Where does the word "Amount" occur in the data below? Copy each line that holds it.

Saved data entries
______________________________
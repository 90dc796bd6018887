//! Season rule configuration.
//!
//! [`RuleConstants`] carries every league-year number the matching bands and
//! the absorption allocator need. It is loaded once at process start and
//! passed explicitly into each evaluation.

use rust_decimal::Decimal;
use serde::{Deserialize, Serialize};

use crate::{Amount, Result, TradeCheckError, constants};

/// How the absorption pool behaves once the per-salary tolerance has pushed
/// it below zero.
#[derive(Debug, Clone, Copy, PartialEq, Eq, Hash, Default, Serialize, Deserialize)]
#[serde(rename_all = "snake_case")]
pub enum AbsorptionPolicy {
    /// Floor the remaining pool at zero after every absorption.
    #[default]
    Clamped,
    /// Let the remaining pool go negative; later salaries must then fit
    /// inside `tolerance - deficit`.
    Unclamped,
}

impl std::fmt::Display for AbsorptionPolicy {
    fn fmt(&self, f: &mut std::fmt::Formatter<'_>) -> std::fmt::Result {
        match self {
            Self::Clamped => write!(f, "clamped"),
            Self::Unclamped => write!(f, "unclamped"),
        }
    }
}

/// Per-season salary-matching constants.
#[derive(Debug, Clone, PartialEq, Eq, Serialize, Deserialize)]
#[serde(default)]
pub struct RuleConstants {
    /// Season label (e.g., "2024-25").
    pub season: String,
    /// Inclusive upper bound on outgoing salary for the low band (T1).
    pub low_band_ceiling: Amount,
    /// Inclusive upper bound on outgoing salary for the middle band (T2).
    pub middle_band_ceiling: Amount,
    /// Low band multiplier on outgoing salary.
    pub low_band_multiplier: Decimal,
    /// Middle band allowance added to outgoing salary.
    pub middle_band_allowance: Amount,
    /// High band multiplier on outgoing salary.
    pub high_band_multiplier: Decimal,
    /// Flat add-on for the low and high bands.
    pub flat_allowance: Amount,
    /// Per-salary cushion when absorbing into a TPE or cap space.
    pub absorption_tolerance: Amount,
    /// Pool behavior after the tolerance has been used.
    pub absorption_policy: AbsorptionPolicy,
}

impl Default for RuleConstants {
    fn default() -> Self {
        Self {
            season: constants::DEFAULT_SEASON.to_string(),
            low_band_ceiling: Amount(constants::LOW_BAND_CEILING),
            middle_band_ceiling: Amount(constants::MIDDLE_BAND_CEILING),
            low_band_multiplier: constants::LOW_BAND_MULTIPLIER,
            middle_band_allowance: Amount(constants::MIDDLE_BAND_ALLOWANCE),
            high_band_multiplier: constants::HIGH_BAND_MULTIPLIER,
            flat_allowance: Amount(constants::FLAT_ALLOWANCE),
            absorption_tolerance: Amount(constants::ABSORPTION_TOLERANCE),
            absorption_policy: AbsorptionPolicy::default(),
        }
    }
}

impl RuleConstants {
    /// Check that the bands are ordered and the formulas never shrink salary.
    pub fn validate(&self) -> Result<()> {
        let invalid = |reason: String| -> Result<()> {
            Err(TradeCheckError::InvalidRuleConstants { reason })
        };

        if self.season.trim().is_empty() {
            return invalid("season label cannot be empty".into());
        }
        if self.low_band_ceiling.is_zero() {
            return invalid("low_band_ceiling must be greater than zero".into());
        }
        if self.low_band_ceiling >= self.middle_band_ceiling {
            return invalid(format!(
                "low_band_ceiling {} must be below middle_band_ceiling {}",
                self.low_band_ceiling, self.middle_band_ceiling,
            ));
        }
        if self.low_band_multiplier < Decimal::ONE {
            return invalid(format!(
                "low_band_multiplier {} must be at least 1",
                self.low_band_multiplier
            ));
        }
        if self.high_band_multiplier < Decimal::ONE {
            return invalid(format!(
                "high_band_multiplier {} must be at least 1",
                self.high_band_multiplier
            ));
        }
        Ok(())
    }
}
______________________________
EXPECTED ANSWER
use crate::{Amount, Result, TradeCheckError, constants};
    pub low_band_ceiling: Amount,
    pub middle_band_ceiling: Amount,
    pub middle_band_allowance: Amount,
    pub flat_allowance: Amount,
    pub absorption_tolerance: Amount,
            low_band_ceiling: Amount(constants::LOW_BAND_CEILING),
            middle_band_ceiling: Amount(constants::MIDDLE_BAND_CEILING),
            middle_band_allowance: Amount(constants::MIDDLE_BAND_ALLOWANCE),
            flat_allowance: Amount(constants::FLAT_ALLOWANCE),
            absorption_tolerance: Amount(constants::ABSORPTION_TOLERANCE),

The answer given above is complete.